BLOCKADE BY ONO-NT-012, A UNIQUE PROSTANOID ANALOG, OF PROSTAGLANDIN E(2)-INDUCED ALLODYNIA IN CONSCIOUS MICE

1 Intrathecal (i.t.) administration of prostaglandin E(2) (PGE(2)) to conscious mice was reported to induce allodynia, a state of discomfort and pain evoked by innocuous tactile stimuli through prostaglandin E receptor subtype EP(1) and hyperalgesia through prostaglandin E receptor subtypes EP(2) and/or EP(3).
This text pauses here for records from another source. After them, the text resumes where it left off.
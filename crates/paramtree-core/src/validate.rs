//! Leaf value validation against a declared type and restriction set.

use std::fmt;

use serde_json::{Map, Value};
use thiserror::Error;

/// Validity state of a tree node.
///
/// Only leaves are ever `Invalid`; branches are either `Valid` or `Unset`.
#[derive(Debug, Clone, Default, PartialEq, Eq)]
pub enum Validity {
    /// Not yet answered, disabled, or incomplete below this node.
    #[default]
    Unset,
    Valid,
    /// Rejected value together with the message shown next to the leaf.
    Invalid(String),
}

impl Validity {
    pub fn is_valid(&self) -> bool {
        matches!(self, Validity::Valid)
    }

    pub fn is_invalid(&self) -> bool {
        matches!(self, Validity::Invalid(_))
    }

    pub fn message(&self) -> Option<&str> {
        match self {
            Validity::Invalid(message) => Some(message),
            _ => None,
        }
    }

    fn invalid<S: Into<String>>(message: S) -> Self {
        Validity::Invalid(message.into())
    }
}

impl fmt::Display for Validity {
    fn fmt(&self, f: &mut fmt::Formatter<'_>) -> fmt::Result {
        match self {
            Validity::Unset => write!(f, "unset"),
            Validity::Valid => write!(f, "valid"),
            Validity::Invalid(message) => write!(f, "invalid: {message}"),
        }
    }
}

/// Primitive value types a leaf can declare.
#[derive(Debug, Clone, Copy, PartialEq, Eq)]
pub enum ValueType {
    Double,
    Float,
    Integer,
    PositiveInteger,
    Boolean,
    String,
    File,
    /// Whitespace separated integers.
    IntegerList,
    /// Whitespace separated numbers.
    RealList,
    /// Whitespace separated words.
    StringList,
}

impl ValueType {
    /// Map a declared type name (`xs:double`, `integerList`, ...) to a type.
    pub fn from_decl(name: &str) -> Option<Self> {
        let bare = name.strip_prefix("xs:").unwrap_or(name);
        let value_type = match bare {
            "double" => ValueType::Double,
            "float" => ValueType::Float,
            "integer" => ValueType::Integer,
            "positiveInteger" => ValueType::PositiveInteger,
            "boolean" => ValueType::Boolean,
            "string" => ValueType::String,
            "file" => ValueType::File,
            "integerList" => ValueType::IntegerList,
            "realList" => ValueType::RealList,
            "stringList" => ValueType::StringList,
            _ => return None,
        };
        Some(value_type)
    }

    pub fn is_list(&self) -> bool {
        matches!(
            self,
            ValueType::IntegerList | ValueType::RealList | ValueType::StringList
        )
    }
}

/// Restriction facets attached to a leaf, kept in declaration order.
///
/// Restriction data is only interpreted while validating; data that cannot be
/// interpreted makes the leaf invalid rather than failing the caller.
#[derive(Debug, Clone, Default, PartialEq)]
pub struct RestrictionSet {
    entries: Vec<(String, Value)>,
    malformed: Option<String>,
}

impl RestrictionSet {
    pub fn new() -> Self {
        Self::default()
    }

    /// Append a facet such as `xs:maxInclusive`.
    pub fn with<K: Into<String>, V: Into<Value>>(mut self, key: K, value: V) -> Self {
        self.entries.push((key.into(), value.into()));
        self
    }

    /// Read a flat JSON object of facets.
    pub fn from_json(raw: &str) -> Self {
        match serde_json::from_str::<Map<String, Value>>(raw) {
            Ok(map) => Self {
                entries: map.into_iter().collect(),
                malformed: None,
            },
            Err(err) => Self {
                entries: Vec::new(),
                malformed: Some(format!("unreadable restrictions: {err}")),
            },
        }
    }

    pub fn is_empty(&self) -> bool {
        self.entries.is_empty() && self.malformed.is_none()
    }

    pub fn iter(&self) -> impl Iterator<Item = (&str, &Value)> + '_ {
        self.entries.iter().map(|(key, value)| (key.as_str(), value))
    }
}

/// Restriction data that could not be interpreted.
#[derive(Debug, Clone, Error)]
#[error("{0}")]
struct RestrictionError(String);

/// Validate a raw leaf value.
///
/// Empty input is `Unset`, never `Invalid`. Restrictions are only checked once
/// the type check passed; every failing restriction overwrites the verdict,
/// so the last failure in declaration order supplies the message.
pub fn validate_leaf(
    raw: &str,
    value_type: ValueType,
    restrictions: Option<&RestrictionSet>,
) -> Validity {
    match evaluate(raw, value_type, restrictions) {
        Ok(validity) => validity,
        Err(err) => Validity::invalid(format!(
            "A problem occurred validating this parameter: {err}"
        )),
    }
}

fn evaluate(
    raw: &str,
    value_type: ValueType,
    restrictions: Option<&RestrictionSet>,
) -> Result<Validity, RestrictionError> {
    if raw.is_empty() {
        return Ok(Validity::Unset);
    }
    let tokens: Vec<&str> = raw.split_whitespace().collect();
    let verdict = check_type(raw, &tokens, value_type);
    if !verdict.is_valid() {
        return Ok(verdict);
    }
    let Some(restrictions) = restrictions else {
        return Ok(verdict);
    };
    if let Some(reason) = &restrictions.malformed {
        return Err(RestrictionError(reason.clone()));
    }

    let mut verdict = Validity::Valid;
    for (key, bound) in restrictions.iter() {
        if let Some(message) = check_restriction(raw, &tokens, value_type, key, bound)? {
            verdict = Validity::invalid(message);
        }
    }
    Ok(verdict)
}

fn check_type(raw: &str, tokens: &[&str], value_type: ValueType) -> Validity {
    match value_type {
        ValueType::Double => expect(
            parse_number(raw).is_some(),
            "A double value is required for this parameter.",
        ),
        ValueType::Float => expect(
            parse_number(raw).is_some(),
            "A floating point value is required for this parameter.",
        ),
        ValueType::Integer => expect(
            is_integer(raw),
            "An integer value is required for this parameter.",
        ),
        ValueType::PositiveInteger => {
            // The digit check already excludes signs; the numeric check is kept alongside it.
            let digits = raw.bytes().all(|b| b.is_ascii_digit());
            let positive = parse_number(raw).map_or(false, |value| value > 0.0);
            expect(
                digits && positive,
                "A positive integer value is required for this parameter.",
            )
        }
        ValueType::Boolean => expect(
            raw == "true" || raw == "false",
            r#"A boolean value ("true" or "false") is required for this parameter."#,
        ),
        ValueType::String | ValueType::File => Validity::Valid,
        ValueType::IntegerList | ValueType::RealList | ValueType::StringList => {
            check_list(tokens, value_type)
        }
    }
}

fn check_list(tokens: &[&str], value_type: ValueType) -> Validity {
    if tokens.is_empty() {
        return Validity::Unset;
    }
    let failing = match value_type {
        ValueType::IntegerList => tokens
            .iter()
            .find(|token| !is_integer(token))
            .map(|_| "The items in the list must be integers."),
        ValueType::RealList => tokens
            .iter()
            .find(|token| parse_number(token).is_none())
            .map(|_| "The items in the list must be numbers."),
        _ => None,
    };
    match failing {
        Some(message) => Validity::invalid(message),
        None => Validity::Valid,
    }
}

fn check_restriction(
    raw: &str,
    tokens: &[&str],
    value_type: ValueType,
    key: &str,
    bound: &Value,
) -> Result<Option<String>, RestrictionError> {
    let message = match key {
        "xs:minExclusive" | "xs:maxExclusive" | "xs:minInclusive" | "xs:maxInclusive" => {
            let limit = numeric_bound(key, bound)?;
            // Non-numeric values are not compared against numeric bounds.
            let Some(value) = parse_number(raw) else {
                return Ok(None);
            };
            let (failed, relation) = match key {
                "xs:minExclusive" => (value <= limit, "greater than"),
                "xs:maxExclusive" => (value >= limit, "less than"),
                "xs:minInclusive" => (value < limit, "greater than or equal to"),
                _ => (value > limit, "less than or equal to"),
            };
            failed.then(|| {
                format!(
                    "A value {relation} {} is required for this parameter",
                    display_bound(bound)
                )
            })
        }
        "xs:enumeration" => {
            let allowed = string_list(key, bound)?;
            (!allowed.iter().any(|item| item == raw)).then(|| {
                format!(
                    "This property must have a value from the list: {}",
                    allowed.join(",")
                )
            })
        }
        "xs:filetype" => {
            let allowed = string_list(key, bound)?;
            let extension = raw.rsplit('.').next().unwrap_or_default().to_lowercase();
            let found = !extension.is_empty()
                && allowed
                    .iter()
                    .any(|item| item.to_lowercase() == extension);
            (!found).then(|| {
                format!(
                    "The filename must have an extension from the list: {}",
                    allowed.join(",")
                )
            })
        }
        "xs:length" | "xs:minlength" if value_type.is_list() => {
            let limit = numeric_bound(key, bound)?;
            let count = tokens.len() as f64;
            if key == "xs:length" {
                (count != limit).then(|| {
                    format!(
                        "There must be exactly {} items in the list.",
                        display_bound(bound)
                    )
                })
            } else {
                (count < limit).then(|| {
                    format!(
                        "There must be at least {} items in the list.",
                        display_bound(bound)
                    )
                })
            }
        }
        _ => None,
    };
    Ok(message)
}

/// Parse a trimmed decimal number, rejecting infinities and NaN.
pub fn parse_number(raw: &str) -> Option<f64> {
    raw.trim()
        .parse::<f64>()
        .ok()
        .filter(|value| value.is_finite())
}

/// A value is an integer when it is numeric and has no fractional part.
pub fn is_integer(raw: &str) -> bool {
    parse_number(raw).map_or(false, |value| value.fract() == 0.0)
}

fn expect(ok: bool, message: &str) -> Validity {
    if ok {
        Validity::Valid
    } else {
        Validity::invalid(message)
    }
}

fn numeric_bound(key: &str, bound: &Value) -> Result<f64, RestrictionError> {
    let number = match bound {
        Value::Number(number) => number.as_f64(),
        Value::String(text) => parse_number(text),
        _ => None,
    };
    number.ok_or_else(|| RestrictionError(format!("{key} bound {bound} is not numeric")))
}

fn string_list(key: &str, bound: &Value) -> Result<Vec<String>, RestrictionError> {
    match bound {
        Value::Array(items) => items
            .iter()
            .map(|item| match item {
                Value::String(text) => Ok(text.clone()),
                Value::Number(number) => Ok(number.to_string()),
                other => Err(RestrictionError(format!(
                    "{key} entry {other} is not a literal"
                ))),
            })
            .collect(),
        Value::String(text) => Ok(vec![text.clone()]),
        other => Err(RestrictionError(format!("{key} expects a list, got {other}"))),
    }
}

fn display_bound(bound: &Value) -> String {
    match bound {
        Value::String(text) => text.clone(),
        other => other.to_string(),
    }
}
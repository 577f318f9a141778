use std::path::Path;

use anyhow::{Context, Result};
use paramtree::tree::{load_profile_str, NodeKind};
use paramtree::{ParameterTree, TreeOptions, Validity};
use serde::Serialize;
use tracing::info;

pub async fn read_text(path: &Path) -> Result<String> {
    tokio::fs::read_to_string(path)
        .await
        .with_context(|| format!("read {}", path.display()))
}

/// Build a tree from a template file and optionally fill it from a profile file.
pub async fn open_tree(
    template: &Path,
    profile: Option<&Path>,
    options: &TreeOptions,
) -> Result<ParameterTree> {
    let xml = read_text(template).await?;
    let model = paramtree::xml::parse(&xml)
        .with_context(|| format!("parse template {}", template.display()))?;
    info!(template = %model.id, root = %model.root.name, "template loaded");
    let mut tree = ParameterTree::from_template(&model, options);

    if let Some(profile) = profile {
        let xml = read_text(profile).await?;
        let summary = load_profile_str(&xml, &mut tree)
            .with_context(|| format!("parse profile {}", profile.display()))?;
        info!(
            matched = summary.matched,
            skipped = summary.skipped,
            repeated = summary.repeated,
            "profile applied"
        );
    }
    Ok(tree)
}

pub fn print_json<T: Serialize>(value: &T) -> Result<()> {
    let text = serde_json::to_string_pretty(value).context("serialise JSON output")?;
    println!("{text}");
    Ok(())
}

/// Clap value parser for `PATH=VALUE` assignments.
pub fn parse_assignment(raw: &str) -> Result<(String, String), String> {
    raw.split_once('=')
        .map(|(path, value)| (path.trim().to_string(), value.to_string()))
        .filter(|(path, _)| !path.is_empty())
        .ok_or_else(|| format!("expected PATH=VALUE, got '{raw}'"))
}

pub fn status_label(validity: &Validity) -> &'static str {
    match validity {
        Validity::Valid => "valid",
        Validity::Unset => "unset",
        Validity::Invalid(_) => "invalid",
    }
}

/// Something that keeps the tree from being complete.
#[derive(Debug, Serialize, PartialEq, Eq)]
pub struct Issue {
    pub path: String,
    pub status: &'static str,
    pub message: Option<String>,
}

/// Active leaves that are not valid and choice groups without a selection.
pub fn issues(tree: &ParameterTree) -> Result<Vec<Issue>> {
    let mut found = Vec::new();
    for id in tree.descendants(tree.root()) {
        if !tree.is_active(id) {
            continue;
        }
        let Some(node) = tree.node(id) else {
            continue;
        };
        let issue = match node.kind() {
            NodeKind::Leaf(_) if !node.validity().is_valid() => Some(Issue {
                path: tree.path_of(id)?,
                status: status_label(node.validity()),
                message: node.validity().message().map(str::to_string),
            }),
            NodeKind::Branch {
                choice: true,
                chosen: None,
            } => Some(Issue {
                path: tree.path_of(id)?,
                status: "unset",
                message: Some("no alternative chosen".to_string()),
            }),
            _ => None,
        };
        found.extend(issue);
    }
    Ok(found)
}


#[cfg(test)]
mod tests {
    use super::*;

    #[test]
    fn parse_assignments() {
        assert_eq!(
            parse_assignment("Output[1]/Path = a=b.xml"),
            Ok(("Output[1]/Path".to_string(), " a=b.xml".to_string()))
        );
        assert!(parse_assignment("Iterations").is_err());
        assert!(parse_assignment("=5").is_err());
    }

    #[test]
    fn issues_list_leaves_and_open_choices() {
        let mut tree = fixtures::tree();
        let iterations = tree.find("Iterations").unwrap();
        tree.set_value(iterations, "11").unwrap();

        let found = issues(&tree).unwrap();
        assert_eq!(
            found,
            vec![
                Issue {
                    path: "Iterations".into(),
                    status: "invalid",
                    message: Some(
                        "A value less than or equal to 10 is required for this parameter".into()
                    ),
                },
                Issue {
                    path: "Method".into(),
                    status: "unset",
                    message: Some("no alternative chosen".into()),
                },
            ]
        );
    }
}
In the present study, we investigated the effects of an EP(1) antagonist on these sensory disorders by use of ONO-NT-012 or AH6809. 2 ONO-NT-012 dose-dependently antagonized the PGE(2)-induced allodynia but had no effect on the PGE(2)-induced hyperalgesia by the hot plate test. On the other hand, AH6809 blocked the PGE(2)-induced hyperalgesia at the highest dose examined (50 mu g kg(-1)) but had no effect on the PGE(2)-induced allodynia. The i.t. injection of AH6809 or ONO-NT-012 alone did not have any effect on the response to noxious or innocuous stimuli. 3 Increasing doses (5 pg kg(-1)-500 ng kg(-1)) of ONO-NT-012 produced parallel shifts to the right of the dose-response curves to PGE(2). The Schild plot regression line was linear and the slope was close to unity. The pA(2) value against PGE(2) was calculated to be 9.96. 4 The present study demonstrates that i.t. administration of PGE(2) exerts allodynia through EP(1) in the mouse spinal cord and that ONO-NT-012 is a highly potent, simple competitive antagonist for the PGE(2)-induced allodynia.